[[ Given entries, beginning ]]

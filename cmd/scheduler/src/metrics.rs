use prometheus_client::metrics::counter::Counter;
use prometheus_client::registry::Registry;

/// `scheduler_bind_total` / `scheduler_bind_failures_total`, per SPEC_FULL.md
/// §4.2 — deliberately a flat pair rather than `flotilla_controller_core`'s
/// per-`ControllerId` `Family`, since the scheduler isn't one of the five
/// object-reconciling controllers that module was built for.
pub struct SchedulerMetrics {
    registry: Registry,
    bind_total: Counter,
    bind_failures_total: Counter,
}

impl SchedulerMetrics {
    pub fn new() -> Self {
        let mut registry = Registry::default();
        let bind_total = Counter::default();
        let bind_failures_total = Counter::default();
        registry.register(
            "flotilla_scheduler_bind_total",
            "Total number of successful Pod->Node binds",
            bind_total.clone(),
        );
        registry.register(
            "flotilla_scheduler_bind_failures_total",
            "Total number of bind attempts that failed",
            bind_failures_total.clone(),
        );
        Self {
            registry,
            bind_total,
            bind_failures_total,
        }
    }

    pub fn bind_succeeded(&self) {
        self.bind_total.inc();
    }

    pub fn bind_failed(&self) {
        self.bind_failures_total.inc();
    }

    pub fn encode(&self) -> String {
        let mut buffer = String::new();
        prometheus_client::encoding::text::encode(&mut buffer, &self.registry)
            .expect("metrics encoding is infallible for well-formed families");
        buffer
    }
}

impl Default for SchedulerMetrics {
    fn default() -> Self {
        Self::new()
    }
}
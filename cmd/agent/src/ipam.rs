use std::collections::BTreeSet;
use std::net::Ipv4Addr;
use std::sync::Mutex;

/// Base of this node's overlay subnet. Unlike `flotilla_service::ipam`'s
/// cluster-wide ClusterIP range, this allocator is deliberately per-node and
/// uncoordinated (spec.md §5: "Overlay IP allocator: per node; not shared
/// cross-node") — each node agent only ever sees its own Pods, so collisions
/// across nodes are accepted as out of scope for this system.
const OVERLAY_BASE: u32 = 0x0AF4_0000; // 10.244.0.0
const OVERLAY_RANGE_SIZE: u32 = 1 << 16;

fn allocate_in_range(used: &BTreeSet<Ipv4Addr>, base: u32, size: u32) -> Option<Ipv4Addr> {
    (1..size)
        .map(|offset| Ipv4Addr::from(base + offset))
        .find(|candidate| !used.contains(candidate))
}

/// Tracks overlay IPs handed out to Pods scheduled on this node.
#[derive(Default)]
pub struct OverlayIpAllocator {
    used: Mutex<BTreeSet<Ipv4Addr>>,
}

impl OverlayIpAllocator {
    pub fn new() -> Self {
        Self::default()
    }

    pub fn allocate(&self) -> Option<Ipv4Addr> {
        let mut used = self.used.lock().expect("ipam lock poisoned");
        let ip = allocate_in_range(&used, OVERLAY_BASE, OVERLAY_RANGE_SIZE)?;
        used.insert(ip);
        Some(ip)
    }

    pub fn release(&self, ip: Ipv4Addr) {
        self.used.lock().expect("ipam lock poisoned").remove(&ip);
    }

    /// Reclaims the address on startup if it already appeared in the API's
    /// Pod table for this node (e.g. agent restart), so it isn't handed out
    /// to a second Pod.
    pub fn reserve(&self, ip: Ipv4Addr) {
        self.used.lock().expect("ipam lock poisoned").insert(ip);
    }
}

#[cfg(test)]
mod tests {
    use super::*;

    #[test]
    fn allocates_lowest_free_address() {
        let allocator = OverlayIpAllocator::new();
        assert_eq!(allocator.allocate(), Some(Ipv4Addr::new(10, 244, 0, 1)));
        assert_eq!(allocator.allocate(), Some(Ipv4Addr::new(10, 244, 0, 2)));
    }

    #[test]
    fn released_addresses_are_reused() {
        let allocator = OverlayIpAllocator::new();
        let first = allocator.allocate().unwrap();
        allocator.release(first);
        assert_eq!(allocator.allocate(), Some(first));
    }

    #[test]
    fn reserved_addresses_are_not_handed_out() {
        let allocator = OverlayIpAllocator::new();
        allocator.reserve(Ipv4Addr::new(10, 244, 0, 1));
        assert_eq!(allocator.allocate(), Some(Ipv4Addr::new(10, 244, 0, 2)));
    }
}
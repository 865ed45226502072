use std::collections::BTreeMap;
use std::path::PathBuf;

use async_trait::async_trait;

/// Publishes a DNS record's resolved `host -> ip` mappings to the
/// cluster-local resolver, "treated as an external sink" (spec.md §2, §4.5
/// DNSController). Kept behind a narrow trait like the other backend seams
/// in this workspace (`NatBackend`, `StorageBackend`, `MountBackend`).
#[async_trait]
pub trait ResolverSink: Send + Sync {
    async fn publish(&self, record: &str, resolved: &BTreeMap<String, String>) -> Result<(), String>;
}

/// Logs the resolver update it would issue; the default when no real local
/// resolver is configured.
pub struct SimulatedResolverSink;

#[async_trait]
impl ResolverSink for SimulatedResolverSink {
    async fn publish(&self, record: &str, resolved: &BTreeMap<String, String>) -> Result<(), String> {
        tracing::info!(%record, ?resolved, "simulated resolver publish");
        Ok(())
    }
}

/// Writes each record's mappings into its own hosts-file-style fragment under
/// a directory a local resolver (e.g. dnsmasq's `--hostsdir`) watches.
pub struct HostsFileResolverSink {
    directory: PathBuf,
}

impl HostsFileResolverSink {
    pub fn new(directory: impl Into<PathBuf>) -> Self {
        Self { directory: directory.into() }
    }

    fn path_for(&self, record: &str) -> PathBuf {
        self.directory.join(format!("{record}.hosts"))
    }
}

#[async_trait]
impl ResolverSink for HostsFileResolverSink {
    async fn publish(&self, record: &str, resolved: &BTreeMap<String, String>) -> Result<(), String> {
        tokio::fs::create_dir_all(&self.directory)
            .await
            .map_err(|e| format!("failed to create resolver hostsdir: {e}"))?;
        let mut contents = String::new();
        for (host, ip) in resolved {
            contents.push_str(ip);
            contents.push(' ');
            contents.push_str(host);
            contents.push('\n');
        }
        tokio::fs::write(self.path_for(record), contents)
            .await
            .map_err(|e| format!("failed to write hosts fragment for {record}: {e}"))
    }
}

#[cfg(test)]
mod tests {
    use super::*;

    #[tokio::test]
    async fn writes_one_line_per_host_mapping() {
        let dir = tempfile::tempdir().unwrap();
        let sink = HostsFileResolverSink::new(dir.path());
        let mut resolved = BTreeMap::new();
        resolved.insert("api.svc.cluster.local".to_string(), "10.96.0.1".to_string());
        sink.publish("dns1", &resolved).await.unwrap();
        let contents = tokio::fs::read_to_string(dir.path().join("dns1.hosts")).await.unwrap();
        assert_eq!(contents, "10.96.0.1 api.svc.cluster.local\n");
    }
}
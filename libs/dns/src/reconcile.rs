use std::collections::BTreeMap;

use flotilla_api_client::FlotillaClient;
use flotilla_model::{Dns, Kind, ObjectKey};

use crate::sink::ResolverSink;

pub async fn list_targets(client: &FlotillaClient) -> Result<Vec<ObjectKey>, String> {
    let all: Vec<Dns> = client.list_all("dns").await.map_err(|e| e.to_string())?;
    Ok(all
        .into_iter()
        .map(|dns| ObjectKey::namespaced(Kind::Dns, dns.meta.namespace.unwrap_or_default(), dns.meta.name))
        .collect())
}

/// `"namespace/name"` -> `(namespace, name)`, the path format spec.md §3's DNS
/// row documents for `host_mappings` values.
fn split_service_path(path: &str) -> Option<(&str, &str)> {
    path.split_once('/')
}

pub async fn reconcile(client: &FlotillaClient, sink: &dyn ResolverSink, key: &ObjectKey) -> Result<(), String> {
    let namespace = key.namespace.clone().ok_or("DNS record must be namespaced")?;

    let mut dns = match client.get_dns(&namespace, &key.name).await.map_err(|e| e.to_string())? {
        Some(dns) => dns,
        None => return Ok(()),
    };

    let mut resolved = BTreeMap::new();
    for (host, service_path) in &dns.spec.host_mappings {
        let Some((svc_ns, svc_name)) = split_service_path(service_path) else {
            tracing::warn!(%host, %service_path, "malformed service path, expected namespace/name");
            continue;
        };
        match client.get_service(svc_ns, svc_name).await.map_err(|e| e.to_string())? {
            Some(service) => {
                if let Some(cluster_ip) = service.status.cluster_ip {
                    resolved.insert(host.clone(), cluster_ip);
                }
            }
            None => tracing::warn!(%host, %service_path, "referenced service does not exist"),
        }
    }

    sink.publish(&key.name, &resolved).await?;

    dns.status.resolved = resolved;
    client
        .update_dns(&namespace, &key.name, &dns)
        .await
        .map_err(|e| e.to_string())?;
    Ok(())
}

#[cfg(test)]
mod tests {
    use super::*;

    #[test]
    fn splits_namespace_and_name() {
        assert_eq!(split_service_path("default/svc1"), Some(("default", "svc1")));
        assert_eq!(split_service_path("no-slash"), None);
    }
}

[[ Given entries, end ]]

[Exercise details]
Beginning with the line that has "row documents for", set down every line of the entries above through the final one, unchanged.

[Answer section]
/// row documents for `host_mappings` values.
fn split_service_path(path: &str) -> Option<(&str, &str)> {
    path.split_once('/')
}

pub async fn reconcile(client: &FlotillaClient, sink: &dyn ResolverSink, key: &ObjectKey) -> Result<(), String> {
    let namespace = key.namespace.clone().ok_or("DNS record must be namespaced")?;

    let mut dns = match client.get_dns(&namespace, &key.name).await.map_err(|e| e.to_string())? {
        Some(dns) => dns,
        None => return Ok(()),
    };

    let mut resolved = BTreeMap::new();
    for (host, service_path) in &dns.spec.host_mappings {
        let Some((svc_ns, svc_name)) = split_service_path(service_path) else {
            tracing::warn!(%host, %service_path, "malformed service path, expected namespace/name");
            continue;
        };
        match client.get_service(svc_ns, svc_name).await.map_err(|e| e.to_string())? {
            Some(service) => {
                if let Some(cluster_ip) = service.status.cluster_ip {
                    resolved.insert(host.clone(), cluster_ip);
                }
            }
            None => tracing::warn!(%host, %service_path, "referenced service does not exist"),
        }
    }

    sink.publish(&key.name, &resolved).await?;

    dns.status.resolved = resolved;
    client
        .update_dns(&namespace, &key.name, &dns)
        .await
        .map_err(|e| e.to_string())?;
    Ok(())
}

#[cfg(test)]
mod tests {
    use super::*;

    #[test]
    fn splits_namespace_and_name() {
        assert_eq!(split_service_path("default/svc1"), Some(("default", "svc1")));
        assert_eq!(split_service_path("no-slash"), None);
    }
}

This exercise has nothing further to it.